With the 2018 Stanley Cup Final in progress, it’s easy for my mind to go back to 2012. For Los Angeles Kings fans, 45 years of frustration were brought to an end by one of the most remarkable runs in playoff history.
Record Setting 2012 NHL Playoffs
The 2012 Kings won their first Stanley Cup breaking, so many records it’s almost unbelievable to think about now.
That year the Kings became the first eighth seed to win a Stanley Cup. They set a record for consecutive road wins with 10. They were also the first team to start every series at 3-0.
By the time the dust had settled in the playoffs the Kings claimed a 16-4 a record. That record is only bested by the Hall of Fame laden 1988 Edmonton Oilers that went 16-2.
The run was so dominant and unexpected that it washed away all the years of mediocrity that had given the Kings fans few playoff moments of joy.
So why was it bittersweet? For me, the run and the Stanley Cup win was as much about who wasn’t there than about the outcome.
For myself, a 20-plus year fan of the team, the Stanley Cup win was hard and bittersweet to enjoy because as the Kings were destroying the NHL, cancer was destroying my father’s body.
When my father was diagnosed with lung cancer in March of that year, it was tantamount to a death sentence. It was Stage IV and had spread to spots all over his body. We were prepared for six more months to be with him but we only got three.
Losing a parent has been one of the toughest things I’ve ever had to go through, not only because of the sense of loss but just missing his presence. The loss was palpable that spring, even more because when it came to sports, I was my father’s partner in crime.
He loved any team that had any L.A. in front of it (well except maybe the Clippers, he knew about Donald Sterling), and the Kings were no exception. While the Kings were making their run, I was ever the pessimist and my father the optimist. He always reminded me that nothing is over until there were all zeroes on the clock.
Our last meaningful conversation was on March 30th 2012. Game 1 of the Stanley Cup Finals was going on in Newark, New Jersey between the Kings and the New Jersey Devils. I purposefully didn’t have the game on as we spoke, mostly because I would be too nervous to talk, and in all honesty, I was not thinking about sports.

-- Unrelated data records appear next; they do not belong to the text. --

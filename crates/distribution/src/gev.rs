//! Generalized Extreme Value parameters and MLE.
//!
//! Shape convention: `xi > 0` is the heavy-tailed (Fréchet) case, `xi < 0`
//! has a finite upper endpoint (reversed Weibull), `xi = 0` is Gumbel.
//! scipy's `genextreme` uses `c = -xi`.

use serde::Serialize;

use crate::error::DistributionError;
use crate::family::Family;
use crate::gumbel::GumbelParams;
use crate::model::DistributionModel;
use crate::optimizer::{self, PENALTY};
use crate::standardize::Standardized;

/// Shapes closer to zero than this use the Gumbel limit.
const GUMBEL_LIMIT: f64 = 1e-9;

/// Admissible shape range for maximum likelihood. The likelihood is
/// unbounded for `xi <= -1`.
const MAX_ABS_SHAPE: f64 = 1.0;

/// Validated GEV parameters.
#[derive(Debug, Clone, Copy, PartialEq, Serialize)]
pub struct GevParams {
    loc: f64,
    scale: f64,
    shape: f64,
}

impl GevParams {
    /// Creates parameters after checking that all three are finite and
    /// `scale` is strictly positive.
    pub fn new(loc: f64, scale: f64, shape: f64) -> Option<Self> {
        if loc.is_finite() && scale.is_finite() && scale > 0.0 && shape.is_finite() {
            Some(Self { loc, scale, shape })
        } else {
            None
        }
    }

    /// Location.
    pub fn loc(&self) -> f64 {
        self.loc
    }

    /// Scale.
    pub fn scale(&self) -> f64 {
        self.scale
    }

    /// Shape (`xi`).
    pub fn shape(&self) -> f64 {
        self.shape
    }

    fn is_gumbel(&self) -> bool {
        self.shape.abs() < GUMBEL_LIMIT
    }

    /// `t(x) = 1 + xi * (x - loc) / scale`; the support is `t > 0`.
    fn t(&self, x: f64) -> f64 {
        1.0 + self.shape * (x - self.loc) / self.scale
    }

    /// `-ln F(x)`, i.e. `t^(-1/xi)` (or `exp(-z)` in the Gumbel limit).
    /// `None` outside the support.
    fn neg_ln_cdf(&self, x: f64) -> Option<f64> {
        if self.is_gumbel() {
            return Some((-(x - self.loc) / self.scale).exp());
        }
        let t = self.t(x);
        if t <= 0.0 {
            None
        } else {
            Some(t.powf(-1.0 / self.shape))
        }
    }
}

impl DistributionModel for GevParams {
    fn cdf(&self, x: f64) -> f64 {
        match self.neg_ln_cdf(x) {
            Some(u) => (-u).exp(),
            // Below the lower endpoint (xi > 0) or above the upper one (xi < 0).
            None if self.shape > 0.0 => 0.0,
            None => 1.0,
        }
    }

    fn sf(&self, x: f64) -> f64 {
        match self.neg_ln_cdf(x) {
            Some(u) => -(-u).exp_m1(),
            None if self.shape > 0.0 => 1.0,
            None => 0.0,
        }
    }

    fn ln_pdf(&self, x: f64) -> f64 {
        if self.is_gumbel() {
            let z = (x - self.loc) / self.scale;
            return -self.scale.ln() - z - (-z).exp();
        }
        let t = self.t(x);
        if t <= 0.0 {
            return f64::NEG_INFINITY;
        }
        -self.scale.ln() - (1.0 + 1.0 / self.shape) * t.ln() - t.powf(-1.0 / self.shape)
    }

    fn quantile(&self, p: f64) -> f64 {
        let y = -p.ln();
        if self.is_gumbel() {
            self.loc - self.scale * y.ln()
        } else {
            self.loc + self.scale / self.shape * (y.powf(-self.shape) - 1.0)
        }
    }
}

/// Negative log-likelihood over `theta = (loc, ln scale, xi)`.
pub(crate) fn gev_nll(theta: &[f64], data: &[f64]) -> f64 {
    let (loc, ln_scale, shape) = (theta[0], theta[1], theta[2]);
    if shape.abs() >= MAX_ABS_SHAPE {
        return PENALTY;
    }
    let Some(params) = GevParams::new(loc, ln_scale.exp(), shape) else {
        return PENALTY;
    };
    let mut nll = 0.0;
    for &x in data {
        let lp = params.ln_pdf(x);
        if !lp.is_finite() {
            return PENALTY;
        }
        nll -= lp;
    }
    nll
}

/// Fits a GEV distribution by maximum likelihood, starting from the Gumbel
/// method-of-moments solution with `xi = 0`.
pub(crate) fn fit_gev(values: &[f64]) -> Result<GevParams, DistributionError> {
    let std = Standardized::location_scale(Family::Gev, values)?;
    let start = GumbelParams::from_moments(0.0, 1.0).ok_or_else(|| std.no_start())?;
    let theta = optimizer::minimize(
        Family::Gev,
        std.values(),
        &[start.loc(), start.scale().ln(), 0.0],
        &[0.1, 0.1, 0.1],
        gev_nll,
    )?;
    let loc = std.unshift(theta[0]);
    let scale = std.unscale(theta[1].exp());
    let shape = theta[2];
    GevParams::new(loc, scale, shape).ok_or_else(|| std.out_of_domain(&[loc, scale, shape]))
}

#[cfg(test)]
mod tests {
    use super::*;
    use approx::assert_relative_eq;
    use rand::rngs::StdRng;
    use rand::{Rng, SeedableRng};

    fn sample(params: &GevParams, n: usize, seed: u64) -> Vec<f64> {
        let mut rng = StdRng::seed_from_u64(seed);
        (0..n)
            .map(|_| {
                let u: f64 = rng.random_range(1e-12..1.0);
                params.quantile(u)
            })
            .collect()
    }

    #[test]
    fn zero_shape_matches_gumbel() {
        let gev = GevParams::new(5.0, 2.0, 0.0).unwrap();
        let gum = GumbelParams::new(5.0, 2.0).unwrap();
        for &x in &[0.0, 5.0, 9.0, 15.0] {
            assert_relative_eq!(gev.cdf(x), gum.cdf(x), epsilon = 1e-14);
            assert_relative_eq!(gev.ln_pdf(x), gum.ln_pdf(x), epsilon = 1e-12);
        }
    }

    #[test]
    fn small_shape_is_continuous() {
        let a = GevParams::new(0.0, 1.0, 1e-6).unwrap();
        let b = GevParams::new(0.0, 1.0, 0.0).unwrap();
        assert_relative_eq!(a.sf(3.0), b.sf(3.0), epsilon = 1e-5);
    }

    #[test]
    fn support_endpoints() {
        // xi > 0: lower endpoint at loc - scale / xi = -10.
        let heavy = GevParams::new(0.0, 1.0, 0.1).unwrap();
        assert_eq!(heavy.cdf(-11.0), 0.0);
        assert_eq!(heavy.sf(-11.0), 1.0);
        assert_eq!(heavy.ln_pdf(-11.0), f64::NEG_INFINITY);
        // xi < 0: upper endpoint at loc + scale / |xi| = 5.
        let bounded = GevParams::new(0.0, 1.0, -0.2).unwrap();
        assert_eq!(bounded.cdf(6.0), 1.0);
        assert_eq!(bounded.sf(6.0), 0.0);
    }

    #[test]
    fn quantile_inverts_cdf() {
        let p = GevParams::new(20.0, 2.0, 0.15).unwrap();
        for &q in &[0.05, 0.5, 0.9, 0.999] {
            assert_relative_eq!(p.cdf(p.quantile(q)), q, epsilon = 1e-10);
        }
    }

    #[test]
    fn mle_recovers_parameters() {
        let truth = GevParams::new(20.0, 2.0, 0.1).unwrap();
        let data = sample(&truth, 3000, 2024);
        let fit = fit_gev(&data).unwrap();
        assert_relative_eq!(fit.loc(), 20.0, epsilon = 0.2);
        assert_relative_eq!(fit.scale(), 2.0, epsilon = 0.2);
        assert_relative_eq!(fit.shape(), 0.1, epsilon = 0.08);
    }

    #[test]
    fn mle_bounded_tail() {
        let truth = GevParams::new(0.0, 1.0, -0.25).unwrap();
        let data = sample(&truth, 3000, 99);
        let fit = fit_gev(&data).unwrap();
        assert!(fit.shape() < 0.0, "shape = {}", fit.shape());
    }

    #[test]
    fn nll_penalises_out_of_range_shape() {
        assert_eq!(gev_nll(&[0.0, 0.0, 1.5], &[0.1, 0.2]), PENALTY);
        assert_eq!(gev_nll(&[0.0, 0.0, -1.0], &[0.1, 0.2]), PENALTY);
    }
}
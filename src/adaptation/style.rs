//! Communication style for a situational context.

use serde::{Deserialize, Serialize};

use crate::config::CommunicationRules;
use crate::persona::{ContextType, EmotionalContext, PersonalityProfile, SituationalContext};

use super::bounds::unit;
use super::tone::{self, ToneModulation};
use super::traits::StyleMapper;

/// Fifteen style axes (0.0–1.0) and a one-line tone recommendation.
#[derive(Debug, Clone, PartialEq, Serialize, Deserialize)]
pub struct ContextualCommunicationStyle {
    pub formality_level: f32,
    pub directness: f32,
    pub technical_depth: f32,
    pub explanation_depth: f32,
    pub example_usage: f32,
    pub emotional_openness: f32,
    pub leadership_assertiveness: f32,
    pub results_orientation: f32,
    pub warmth: f32,
    pub protectiveness: f32,
    pub future_orientation: f32,
    pub empathy: f32,
    pub humor: f32,
    pub conciseness: f32,
    pub structure: f32,
    pub tone_recommendation: String,
}

impl ContextualCommunicationStyle {
    /// Named axis values, in declaration order.
    pub fn axes(&self) -> [(&'static str, f32); 15] {
        [
            ("formality_level", self.formality_level),
            ("directness", self.directness),
            ("technical_depth", self.technical_depth),
            ("explanation_depth", self.explanation_depth),
            ("example_usage", self.example_usage),
            ("emotional_openness", self.emotional_openness),
            ("leadership_assertiveness", self.leadership_assertiveness),
            ("results_orientation", self.results_orientation),
            ("warmth", self.warmth),
            ("protectiveness", self.protectiveness),
            ("future_orientation", self.future_orientation),
            ("empathy", self.empathy),
            ("humor", self.humor),
            ("conciseness", self.conciseness),
            ("structure", self.structure),
        ]
    }
}

/// Numeric axes before clamping.
#[derive(Debug, Clone, Copy)]
struct StyleAxes {
    formality: f32,
    directness: f32,
    technical_depth: f32,
    explanation_depth: f32,
    example_usage: f32,
    emotional_openness: f32,
    leadership_assertiveness: f32,
    results_orientation: f32,
    warmth: f32,
    protectiveness: f32,
    future_orientation: f32,
    empathy: f32,
    humor: f32,
    conciseness: f32,
    structure: f32,
}

impl StyleAxes {
    const fn uniform(v: f32) -> Self {
        Self {
            formality: v,
            directness: v,
            technical_depth: v,
            explanation_depth: v,
            example_usage: v,
            emotional_openness: v,
            leadership_assertiveness: v,
            results_orientation: v,
            warmth: v,
            protectiveness: v,
            future_orientation: v,
            empathy: v,
            humor: v,
            conciseness: v,
            structure: v,
        }
    }

    fn baseline(context: ContextType) -> Self {
        match context {
            ContextType::Technical => Self {
                formality: 0.60,
                directness: 0.85,
                technical_depth: 0.90,
                explanation_depth: 0.80,
                example_usage: 0.85,
                emotional_openness: 0.30,
                leadership_assertiveness: 0.60,
                results_orientation: 0.80,
                warmth: 0.40,
                protectiveness: 0.30,
                future_orientation: 0.60,
                empathy: 0.40,
                humor: 0.30,
                conciseness: 0.70,
                structure: 0.90,
            },
            ContextType::Personal => Self {
                formality: 0.20,
                directness: 0.60,
                technical_depth: 0.20,
                explanation_depth: 0.50,
                example_usage: 0.60,
                emotional_openness: 0.85,
                leadership_assertiveness: 0.30,
                results_orientation: 0.30,
                warmth: 0.90,
                protectiveness: 0.60,
                future_orientation: 0.50,
                empathy: 0.90,
                humor: 0.60,
                conciseness: 0.40,
                structure: 0.30,
            },
            ContextType::Professional => Self {
                formality: 0.75,
                directness: 0.80,
                technical_depth: 0.50,
                explanation_depth: 0.60,
                example_usage: 0.60,
                emotional_openness: 0.35,
                leadership_assertiveness: 0.85,
                results_orientation: 0.90,
                warmth: 0.50,
                protectiveness: 0.40,
                future_orientation: 0.80,
                empathy: 0.55,
                humor: 0.25,
                conciseness: 0.75,
                structure: 0.85,
            },
            ContextType::Family => Self {
                formality: 0.10,
                directness: 0.55,
                technical_depth: 0.10,
                explanation_depth: 0.50,
                example_usage: 0.70,
                emotional_openness: 0.90,
                leadership_assertiveness: 0.40,
                results_orientation: 0.25,
                warmth: 0.95,
                protectiveness: 0.90,
                future_orientation: 0.70,
                empathy: 0.95,
                humor: 0.70,
                conciseness: 0.40,
                structure: 0.25,
            },
            ContextType::Creative
            | ContextType::Strategic
            | ContextType::Crisis
            | ContextType::Celebration => Self::uniform(0.5),
        }
    }

    fn clamped(self) -> Self {
        Self {
            formality: unit(self.formality),
            directness: unit(self.directness),
            technical_depth: unit(self.technical_depth),
            explanation_depth: unit(self.explanation_depth),
            example_usage: unit(self.example_usage),
            emotional_openness: unit(self.emotional_openness),
            leadership_assertiveness: unit(self.leadership_assertiveness),
            results_orientation: unit(self.results_orientation),
            warmth: unit(self.warmth),
            protectiveness: unit(self.protectiveness),
            future_orientation: unit(self.future_orientation),
            empathy: unit(self.empathy),
            humor: unit(self.humor),
            conciseness: unit(self.conciseness),
            structure: unit(self.structure),
        }
    }
}

/// Whether `context` crosses the high-urgency threshold.
pub(crate) fn is_urgent(context: &SituationalContext, rules: &CommunicationRules) -> bool {
    context.urgency() >= rules.high_urgency_threshold
}

/// Whether `context` is complex enough to raise formality.
pub(crate) fn is_complex(context: &SituationalContext, rules: &CommunicationRules) -> bool {
    context.complexity() > rules.complexity_formality_threshold
}

/// Formality for `context`: the context baseline raised by the urgency and
/// complexity boosts, clamped to 0.0–1.0.
pub fn formality_level(context: &SituationalContext, rules: &CommunicationRules) -> f32 {
    let mut formality = StyleAxes::baseline(context.context_type).formality;
    if is_urgent(context, rules) {
        formality += rules.urgency_formality_boost;
    }
    if is_complex(context, rules) {
        formality += rules.complexity_formality_boost;
    }
    unit(formality)
}

fn tone_recommendation(context: ContextType, urgent: bool) -> String {
    let base = match context {
        ContextType::Technical => "Precise and pragmatic; lead with the working solution",
        ContextType::Professional => "Confident and results-focused; frame decisions and next steps",
        ContextType::Personal => "Warm and candid; listen before advising",
        ContextType::Family => "Gentle and protective; keep it simple and reassuring",
        ContextType::Creative => "Open and curious; build on ideas before judging them",
        ContextType::Strategic => "Measured and structured; weigh options against long-term goals",
        ContextType::Crisis => "Calm and decisive; give clear actions in priority order",
        ContextType::Celebration => "Upbeat and generous; share credit freely",
    };
    if urgent {
        format!("{}, and keep it brief", base)
    } else {
        base.to_string()
    }
}

/// Default [`StyleMapper`].
#[derive(Debug, Clone, Copy, Default)]
pub struct ContextStyleMapper;

impl StyleMapper for ContextStyleMapper {
    fn communication_style(
        &self,
        profile: &PersonalityProfile,
        context: &SituationalContext,
        rules: &CommunicationRules,
    ) -> ContextualCommunicationStyle {
        let urgent = is_urgent(context, rules);
        let mut raw = StyleAxes::baseline(context.context_type);

        if urgent {
            raw.formality += rules.urgency_formality_boost;
            raw.conciseness += 0.15;
            raw.directness += 0.10;
        }
        if is_complex(context, rules) {
            raw.formality += rules.complexity_formality_boost;
            raw.structure += 0.10;
        }
        for t in profile.traits_in("technical") {
            raw.technical_depth += t.effective_weight() * 0.05;
        }

        let s = raw.clamped();
        ContextualCommunicationStyle {
            formality_level: s.formality,
            directness: s.directness,
            technical_depth: s.technical_depth,
            explanation_depth: s.explanation_depth,
            example_usage: s.example_usage,
            emotional_openness: s.emotional_openness,
            leadership_assertiveness: s.leadership_assertiveness,
            results_orientation: s.results_orientation,
            warmth: s.warmth,
            protectiveness: s.protectiveness,
            future_orientation: s.future_orientation,
            empathy: s.empathy,
            humor: s.humor,
            conciseness: s.conciseness,
            structure: s.structure,
            tone_recommendation: tone_recommendation(context.context_type, urgent),
        }
    }

    fn modulate_tone(&self, profile: &PersonalityProfile, emotional: &EmotionalContext) -> ToneModulation {
        tone::modulate_tone(profile, emotional)
    }
}

// ============================================================================
// Tests
// ============================================================================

Already frail and weak, it was hard for my father to talk, so we sat there holding hands whispering to each other. All of a sudden, his iPod started buzzing with alerts as did mine, he asked what it was I smiled and said “Kopitar just scored the winning goal in OT,” he retorted “Told ya, Kings are going to win the Stanley Cup.”
My father died three days later, the Kings wrapped up the series in six games winning the clincher and Cup at Staples Center in front of their long suffering fans.
As I watched the clock countdown to zero, the emotions moved over me like a tidal wave. I cried tears of joy and sadness, joy because I finally got to see my team lift the Stanley Cup and sadness because the one person I wanted to share the joy with was gone.
That Kings team will always hold a special place in my heart, but as I said a bittersweet memory.